(Stored data)
⟨
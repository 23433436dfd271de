//! Presenters driven by the UI layer.
//!
//! Each presenter owns its screen state and turns every failure into an
//! `error_message` for display. Nothing here panics or retries.

pub mod auth;
pub mod composer;
pub mod list;

pub use auth::AuthFlow;
pub use composer::{PinComposer, SaveError, SaveOutcome};
pub use list::ListPresenter;
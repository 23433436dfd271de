//! Error types for port operations.

/// Authentication errors.
#[derive(Debug, Clone, PartialEq, thiserror::Error)]
pub enum AuthError {
    /// The identity provider refused the request. The message is the
    /// provider's own text, surfaced verbatim.
    #[error("{0}")]
    Rejected(String),

    /// The request never produced a response.
    #[error("Network error: {0}")]
    Network(String),

    /// The provider answered with something we could not read.
    #[error("Invalid auth response: {0}")]
    InvalidResponse(String),
}

impl AuthError {
    pub fn rejected(message: impl ToString) -> Self {
        Self::Rejected(message.to_string())
    }

    pub fn network(message: impl ToString) -> Self {
        Self::Network(message.to_string())
    }

    /// Check if the provider refused the credentials or request.
    pub fn is_rejected(&self) -> bool {
        matches!(self, Self::Rejected(_))
    }
}

/// Row store errors with context for debugging.
#[derive(Debug, Clone, PartialEq, thiserror::Error)]
pub enum RepoError {
    /// No active session where one is required.
    #[error("Not signed in")]
    Unauthenticated,

    /// Transport failure.
    #[error("Network error: {0}")]
    Network(String),

    /// The backend rejected the operation - includes operation name for tracing.
    #[error("Persistence error in {operation}: {message}")]
    Persistence {
        operation: &'static str,
        message: String,
    },

    /// Serialization/deserialization failed.
    #[error("Serialization error: {0}")]
    Serialization(String),
}

impl RepoError {
    /// Create a Persistence error with operation context.
    pub fn persistence(operation: &'static str, message: impl ToString) -> Self {
        Self::Persistence {
            operation,
            message: message.to_string(),
        }
    }

    pub fn network(message: impl ToString) -> Self {
        Self::Network(message.to_string())
    }

    pub fn serialization(message: impl ToString) -> Self {
        Self::Serialization(message.to_string())
    }

    /// Check if this is an Unauthenticated error.
    pub fn is_unauthenticated(&self) -> bool {
        matches!(self, Self::Unauthenticated)
    }
}

/// A session lookup that failed on the way to a row store call.
impl From<AuthError> for RepoError {
    fn from(error: AuthError) -> Self {
        match error {
            AuthError::Rejected(_) => Self::Unauthenticated,
            AuthError::Network(message) => Self::Network(message),
            AuthError::InvalidResponse(message) => Self::Serialization(message),
        }
    }
}

/// Photo upload errors.
#[derive(Debug, Clone, PartialEq, thiserror::Error)]
pub enum UploadError {
    /// The source image could not be turned into JPEG bytes.
    #[error("Image encoding failed: {0}")]
    Encode(String),

    #[error("Network error: {0}")]
    Network(String),

    /// Blob storage refused the object.
    #[error("Storage error: {0}")]
    Storage(String),
}

impl UploadError {
    pub fn encode(message: impl ToString) -> Self {
        Self::Encode(message.to_string())
    }

    pub fn network(message: impl ToString) -> Self {
        Self::Network(message.to_string())
    }

    pub fn storage(message: impl ToString) -> Self {
        Self::Storage(message.to_string())
    }
}

impl From<AuthError> for UploadError {
    fn from(error: AuthError) -> Self {
        match error {
            AuthError::Network(message) => Self::Network(message),
            AuthError::Rejected(message) | AuthError::InvalidResponse(message) => {
                Self::Storage(message)
            }
        }
    }
}

#[cfg(test)]
mod tests {
    use super::*;

    #[test]
    fn rejected_auth_error_displays_backend_message_verbatim() {
        let error = AuthError::rejected("Invalid login credentials");

        assert_eq!(error.to_string(), "Invalid login credentials");
        assert!(error.is_rejected());
        assert!(!AuthError::network("timed out").is_rejected());
    }

    #[test]
    fn persistence_error_carries_operation() {
        let error = RepoError::persistence("insert", "duplicate key");

        match &error {
            RepoError::Persistence { operation, message } => {
                assert_eq!(*operation, "insert");
                assert_eq!(message, "duplicate key");
            }
            _ => panic!("Expected Persistence variant"),
        }
        assert_eq!(error.to_string(), "Persistence error in insert: duplicate key");
        assert!(!error.is_unauthenticated());
        assert!(RepoError::Unauthenticated.is_unauthenticated());
    }

    #[test]
    fn auth_failures_keep_their_kind_across_ports() {
        assert_eq!(
            RepoError::from(AuthError::network("timed out")),
            RepoError::network("timed out")
        );
        assert_eq!(
            RepoError::from(AuthError::rejected("Invalid Refresh Token")),
            RepoError::Unauthenticated
        );
        assert_eq!(
            UploadError::from(AuthError::network("timed out")),
            UploadError::network("timed out")
        );
    }
}
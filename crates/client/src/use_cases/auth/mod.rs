//! Sign-in, sign-up and sign-out screens.

use std::sync::Arc;

use crate::infrastructure::ports::{AuthError, AuthPort};

/// Screen state for the account forms.
///
/// Backend rejections are shown verbatim, e.g. "Invalid login credentials".
pub struct AuthFlow {
    auth: Arc<dyn AuthPort>,
    error_message: Option<String>,
}

impl AuthFlow {
    pub fn new(auth: Arc<dyn AuthPort>) -> Self {
        Self {
            auth,
            error_message: None,
        }
    }

    pub fn error_message(&self) -> Option<&str> {
        self.error_message.as_deref()
    }

    /// Returns true on success.
    pub async fn sign_in(&mut self, email: &str, password: &str) -> bool {
        self.error_message = None;
        let result = self.auth.sign_in(email, password).await.map(|_| ());
        self.settle("sign in", result)
    }

    /// Returns true on success, whether or not a session was started.
    pub async fn sign_up(&mut self, email: &str, password: &str) -> bool {
        self.error_message = None;
        let result = self.auth.sign_up(email, password).await.map(|_| ());
        self.settle("sign up", result)
    }

    pub async fn sign_out(&mut self) -> bool {
        self.error_message = None;
        let result = self.auth.sign_out().await;
        self.settle("sign out", result)
    }

    /// Whether the app should open on the main screen rather than login.
    ///
    /// A session that could not be refreshed for lack of connectivity still
    /// counts; the next request retries the refresh.
    pub async fn has_session(&self) -> bool {
        match self.auth.current_session().await {
            Ok(session) => session.is_some(),
            Err(e) => {
                tracing::warn!(error = %e, "Session check failed, keeping session");
                true
            }
        }
    }

    fn settle(&mut self, action: &'static str, result: Result<(), AuthError>) -> bool {
        match result {
            Ok(()) => true,
            Err(e) => {
                tracing::warn!(action, error = %e, "Auth request failed");
                self.error_message = Some(e.to_string());
                false
            }
        }
    }
}
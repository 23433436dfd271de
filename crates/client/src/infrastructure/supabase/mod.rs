//! Hosted backend adapters (auth, rest, storage over HTTP).
//!
//! All three adapters share one [`SupabaseClient`] handle. The handle owns the
//! HTTP connection pool and the current session, and is passed in explicitly
//! rather than living in a global.

mod auth;
mod rest;
mod storage;
mod wire;


use std::sync::Arc;

use reqwest::{Client, Method, RequestBuilder, Response};
use tokio::sync::{Mutex, RwLock};

use crate::config::{ClientConfig, ConfigError};
use crate::infrastructure::clock::SystemClock;
use crate::infrastructure::ports::{AuthError, ClockPort, Session};

use wire::{error_message, RefreshTokenGrant, TokenResponse};

pub use auth::SupabaseAuth;
pub use rest::SupabaseLocationRepo;
pub use storage::SupabaseMediaStore;

/// Shared connection handle for the hosted backend.
///
/// Cheap to clone; clones share the session. An expired session is refreshed
/// here before any authorized request goes out, so every adapter sends the
/// same live token.
#[derive(Clone)]
pub struct SupabaseClient {
    http: Client,
    base_url: String,
    anon_key: String,
    clock: Arc<dyn ClockPort>,
    session: Arc<RwLock<Option<Session>>>,
    /// Held for the duration of a refresh so concurrent callers share one.
    refresh_lock: Arc<Mutex<()>>,
}

impl SupabaseClient {
    pub fn new(config: &ClientConfig) -> Result<Self, ConfigError> {
        let mut builder = Client::builder();
        if let Some(timeout) = config.request_timeout {
            builder = builder.timeout(timeout);
        }
        let http = builder
            .build()
            .map_err(|e| ConfigError::HttpClient(e.to_string()))?;

        Ok(Self {
            http,
            base_url: config.base_url().to_string(),
            anon_key: config.anon_key.clone(),
            clock: Arc::new(SystemClock::new()),
            session: Arc::new(RwLock::new(None)),
            refresh_lock: Arc::new(Mutex::new(())),
        })
    }

    /// Use `clock` for session expiry instead of the system clock.
    pub fn with_clock(mut self, clock: Arc<dyn ClockPort>) -> Self {
        self.clock = clock;
        self
    }

    pub fn base_url(&self) -> &str {
        &self.base_url
    }

    pub(crate) fn now(&self) -> chrono::DateTime<chrono::Utc> {
        self.clock.now()
    }

    pub(crate) async fn set_session(&self, session: Option<Session>) {
        *self.session.write().await = session;
    }

    pub(crate) async fn take_session(&self) -> Option<Session> {
        self.session.write().await.take()
    }

    /// The stored session, refreshed first if it has expired.
    ///
    /// Only one refresh runs at a time; callers arriving meanwhile wait and
    /// pick up its result. A refresh never overwrites a session that changed
    /// while it was in flight, so a sign-out during a refresh sticks.
    ///
    /// The session is dropped when the provider rejects the refresh token.
    /// Transport failures keep it and come back as the error.
    pub(crate) async fn live_session(&self) -> Result<Option<Session>, AuthError> {
        match self.session.read().await.as_ref() {
            None => return Ok(None),
            Some(session) if !session.is_expired(self.now()) => return Ok(Some(session.clone())),
            Some(_) => {}
        }

        let _refreshing = self.refresh_lock.lock().await;

        let expired = match self.session.read().await.clone() {
            None => return Ok(None),
            Some(session) if !session.is_expired(self.now()) => return Ok(Some(session)),
            Some(session) => session,
        };

        let Some(refresh_token) = expired.refresh_token.as_deref() else {
            tracing::debug!("Session expired without a refresh token");
            return Ok(self.replace_if_current(&expired, None).await);
        };

        match self
            .request_token("refresh_token", &RefreshTokenGrant { refresh_token })
            .await
        {
            Ok(refreshed) => {
                tracing::debug!(user_id = %refreshed.user.id, "Session refreshed");
                Ok(self.replace_if_current(&expired, Some(refreshed)).await)
            }
            Err(e @ AuthError::Rejected(_)) => {
                tracing::warn!(error = %e, "Session refresh rejected, signing out");
                Ok(self.replace_if_current(&expired, None).await)
            }
            Err(e) => {
                tracing::warn!(error = %e, "Session refresh failed, keeping session");
                Err(e)
            }
        }
    }

    /// Store `next` only if the slot still holds `expected`. Returns what the
    /// slot holds afterwards.
    async fn replace_if_current(
        &self,
        expected: &Session,
        next: Option<Session>,
    ) -> Option<Session> {
        let mut slot = self.session.write().await;
        let unchanged = slot
            .as_ref()
            .is_some_and(|current| current.access_token == expected.access_token);
        if unchanged {
            *slot = next;
        } else {
            tracing::debug!("Session changed during refresh, discarding result");
        }
        slot.clone()
    }

    pub(crate) async fn request_token(
        &self,
        grant_type: &str,
        body: &impl serde::Serialize,
    ) -> Result<Session, AuthError> {
        tracing::debug!(grant_type, "Requesting auth token");

        let response = self
            .anon(Method::POST, "/auth/v1/token")
            .query(&[("grant_type", grant_type)])
            .json(body)
            .send()
            .await
            .map_err(AuthError::network)?;

        let token: TokenResponse = read_json(response).await?;
        Ok(token.into_session(self.now()))
    }

    /// Request carrying only the project key.
    pub(crate) fn anon(&self, method: Method, path: &str) -> RequestBuilder {
        self.http
            .request(method, format!("{}{}", self.base_url, path))
            .header("apikey", &self.anon_key)
            .bearer_auth(&self.anon_key)
    }

    /// Request authorized as the current user, or as anon without a session.
    ///
    /// Refreshes an expired session first. The token is fixed once the
    /// builder is returned; a sign-out racing with the request does not
    /// affect it.
    pub(crate) async fn authorized(
        &self,
        method: Method,
        path: &str,
    ) -> Result<RequestBuilder, AuthError> {
        let token = match self.live_session().await? {
            Some(session) => session.access_token,
            None => self.anon_key.clone(),
        };
        Ok(self
            .http
            .request(method, format!("{}{}", self.base_url, path))
            .header("apikey", &self.anon_key)
            .bearer_auth(token))
    }
}

pub(crate) async fn read_json<T: serde::de::DeserializeOwned>(
    response: Response,
) -> Result<T, AuthError> {
    if !response.status().is_success() {
        return Err(AuthError::Rejected(error_message(response).await));
    }

    response
        .json()
        .await
        .map_err(|e| AuthError::InvalidResponse(e.to_string()))
}
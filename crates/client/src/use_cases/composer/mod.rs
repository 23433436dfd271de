//! New-pin form and map annotations.

use std::sync::Arc;

use pineat_domain::{Coordinates, Location, NewLocation};

use crate::infrastructure::ports::{RepoError, UploadError};
use crate::repositories::{LocationRepository, MediaStore};

/// Result of a save attempt from the new-pin form.
#[derive(Debug, Clone, PartialEq)]
pub enum SaveOutcome {
    /// Empty title; nothing was sent.
    Rejected,
    Saved(Location),
    /// See `PinComposer::error_message`.
    Failed,
}

#[derive(Debug, thiserror::Error)]
pub enum SaveError {
    #[error(transparent)]
    Upload(#[from] UploadError),
    #[error(transparent)]
    Repo(#[from] RepoError),
}

/// Draft state for dropping a pin, plus the pins shown on the map.
pub struct PinComposer {
    locations: Arc<LocationRepository>,
    media: Arc<MediaStore>,
    chosen: Coordinates,
    pins: Vec<Location>,
    error_message: Option<String>,
}

impl PinComposer {
    pub fn new(locations: Arc<LocationRepository>, media: Arc<MediaStore>) -> Self {
        Self {
            locations,
            media,
            chosen: Coordinates::default(),
            pins: Vec::new(),
            error_message: None,
        }
    }

    /// Record where the user tapped the map.
    pub fn choose(&mut self, coordinates: Coordinates) {
        self.chosen = coordinates;
    }

    pub fn chosen(&self) -> Coordinates {
        self.chosen
    }

    pub fn pins(&self) -> &[Location] {
        &self.pins
    }

    pub fn error_message(&self) -> Option<&str> {
        self.error_message.as_deref()
    }

    /// Save the draft at the chosen coordinates.
    ///
    /// The photo, when given, is uploaded before the row is written. If the
    /// write then fails the uploaded photo stays in storage.
    pub async fn save(
        &mut self,
        title: &str,
        description: &str,
        image: Option<&[u8]>,
    ) -> SaveOutcome {
        self.error_message = None;

        if title.is_empty() {
            tracing::debug!("Save rejected: empty title");
            return SaveOutcome::Rejected;
        }

        match self.submit(title, description, image).await {
            Ok(location) => {
                self.refresh_pins().await;
                SaveOutcome::Saved(location)
            }
            Err(e) => {
                tracing::warn!(error = %e, "Failed to save location");
                self.error_message = Some(format!("Failed to save location: {e}"));
                SaveOutcome::Failed
            }
        }
    }

    /// Reload the map pins for the signed-in user.
    pub async fn refresh_pins(&mut self) {
        self.error_message = None;
        match self.locations.list_for_current_user().await {
            Ok(pins) => self.pins = pins,
            Err(e) => {
                tracing::warn!(error = %e, "Failed to load pins");
                self.error_message = Some(format!("Failed to load pins: {e}"));
            }
        }
    }

    async fn submit(
        &self,
        title: &str,
        description: &str,
        image: Option<&[u8]>,
    ) -> Result<Location, SaveError> {
        let image_url = match image {
            Some(bytes) => self.media.upload_image(bytes).await?,
            None => String::new(),
        };

        let fields = NewLocation::new(title, self.chosen)
            .with_description(description)
            .with_image_url(image_url.clone());

        match self.locations.create(fields).await {
            Ok(location) => Ok(location),
            Err(e) => {
                if !image_url.is_empty() {
                    tracing::warn!(%image_url, error = %e, "Uploaded photo left without a location");
                }
                Err(e.into())
            }
        }
    }
}
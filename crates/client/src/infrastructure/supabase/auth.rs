//! Identity provider adapter (GoTrue-compatible `/auth/v1`).

use async_trait::async_trait;
use reqwest::{Method, StatusCode};

use super::wire::{error_message, PasswordCredentials, SignUpResponse};
use super::{read_json, SupabaseClient};
use crate::infrastructure::ports::{AuthError, AuthPort, AuthUser, Session};

/// Email/password auth against the hosted identity provider.
///
/// The session lives in the shared [`SupabaseClient`], so the rest and storage
/// adapters see sign-in and sign-out immediately.
pub struct SupabaseAuth {
    client: SupabaseClient,
}

impl SupabaseAuth {
    pub fn new(client: SupabaseClient) -> Self {
        Self { client }
    }
}

#[async_trait]
impl AuthPort for SupabaseAuth {
    async fn sign_in(&self, email: &str, password: &str) -> Result<AuthUser, AuthError> {
        let session = self
            .client
            .request_token("password", &PasswordCredentials { email, password })
            .await?;
        let user = session.user.clone();
        self.client.set_session(Some(session)).await;

        tracing::info!(user_id = %user.id, "Signed in");
        Ok(user)
    }

    async fn sign_up(&self, email: &str, password: &str) -> Result<AuthUser, AuthError> {
        tracing::debug!("Requesting sign-up");

        let response = self
            .client
            .anon(Method::POST, "/auth/v1/signup")
            .json(&PasswordCredentials { email, password })
            .send()
            .await
            .map_err(AuthError::network)?;

        match read_json::<SignUpResponse>(response).await? {
            SignUpResponse::Session(token) => {
                let session = token.into_session(self.client.now());
                let user = session.user.clone();
                self.client.set_session(Some(session)).await;
                tracing::info!(user_id = %user.id, "Signed up");
                Ok(user)
            }
            SignUpResponse::User(user) => {
                let user = AuthUser::from(user);
                tracing::info!(user_id = %user.id, "Signed up, email confirmation pending");
                Ok(user)
            }
        }
    }

    async fn sign_out(&self) -> Result<(), AuthError> {
        let Some(session) = self.client.take_session().await else {
            tracing::debug!("Sign-out without a session");
            return Ok(());
        };

        let response = self
            .client
            .anon(Method::POST, "/auth/v1/logout")
            .bearer_auth(&session.access_token)
            .send()
            .await
            .map_err(AuthError::network)?;

        let status = response.status();
        if status.is_success() {
            tracing::info!(user_id = %session.user.id, "Signed out");
            return Ok(());
        }

        match status {
            StatusCode::UNAUTHORIZED | StatusCode::FORBIDDEN | StatusCode::NOT_FOUND => {
                tracing::debug!(%status, "Session already gone on the server");
                Ok(())
            }
            _ => Err(AuthError::Rejected(error_message(response).await)),
        }
    }

    async fn current_session(&self) -> Result<Option<Session>, AuthError> {
        self.client.live_session().await
    }
}
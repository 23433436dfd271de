//! Pineat domain types.
//!
//! Location records, their identifiers and coordinates. No I/O lives here;
//! the client crate moves these types across the backend boundary.

pub mod entities;
pub mod ids;
pub mod value_objects;

pub use entities::{Location, NewLocation};
pub use ids::{LocationId, UserId};
pub use value_objects::Coordinates;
⟩
The answer is the lines above between the line holding "if let Some(timeout)" and the line holding "let _refreshing = self.refresh_lock.lock().await;", inclusive, each written out exactly, and no others.

        if let Some(timeout) = config.request_timeout {
            builder = builder.timeout(timeout);
        }
        let http = builder
            .build()
            .map_err(|e| ConfigError::HttpClient(e.to_string()))?;

        Ok(Self {
            http,
            base_url: config.base_url().to_string(),
            anon_key: config.anon_key.clone(),
            clock: Arc::new(SystemClock::new()),
            session: Arc::new(RwLock::new(None)),
            refresh_lock: Arc::new(Mutex::new(())),
        })
    }

    /// Use `clock` for session expiry instead of the system clock.
    pub fn with_clock(mut self, clock: Arc<dyn ClockPort>) -> Self {
        self.clock = clock;
        self
    }

    pub fn base_url(&self) -> &str {
        &self.base_url
    }

    pub(crate) fn now(&self) -> chrono::DateTime<chrono::Utc> {
        self.clock.now()
    }

    pub(crate) async fn set_session(&self, session: Option<Session>) {
        *self.session.write().await = session;
    }

    pub(crate) async fn take_session(&self) -> Option<Session> {
        self.session.write().await.take()
    }

    /// The stored session, refreshed first if it has expired.
    ///
    /// Only one refresh runs at a time; callers arriving meanwhile wait and
    /// pick up its result. A refresh never overwrites a session that changed
    /// while it was in flight, so a sign-out during a refresh sticks.
    ///
    /// The session is dropped when the provider rejects the refresh token.
    /// Transport failures keep it and come back as the error.
    pub(crate) async fn live_session(&self) -> Result<Option<Session>, AuthError> {
        match self.session.read().await.as_ref() {
            None => return Ok(None),
            Some(session) if !session.is_expired(self.now()) => return Ok(Some(session.clone())),
            Some(_) => {}
        }

        let _refreshing = self.refresh_lock.lock().await;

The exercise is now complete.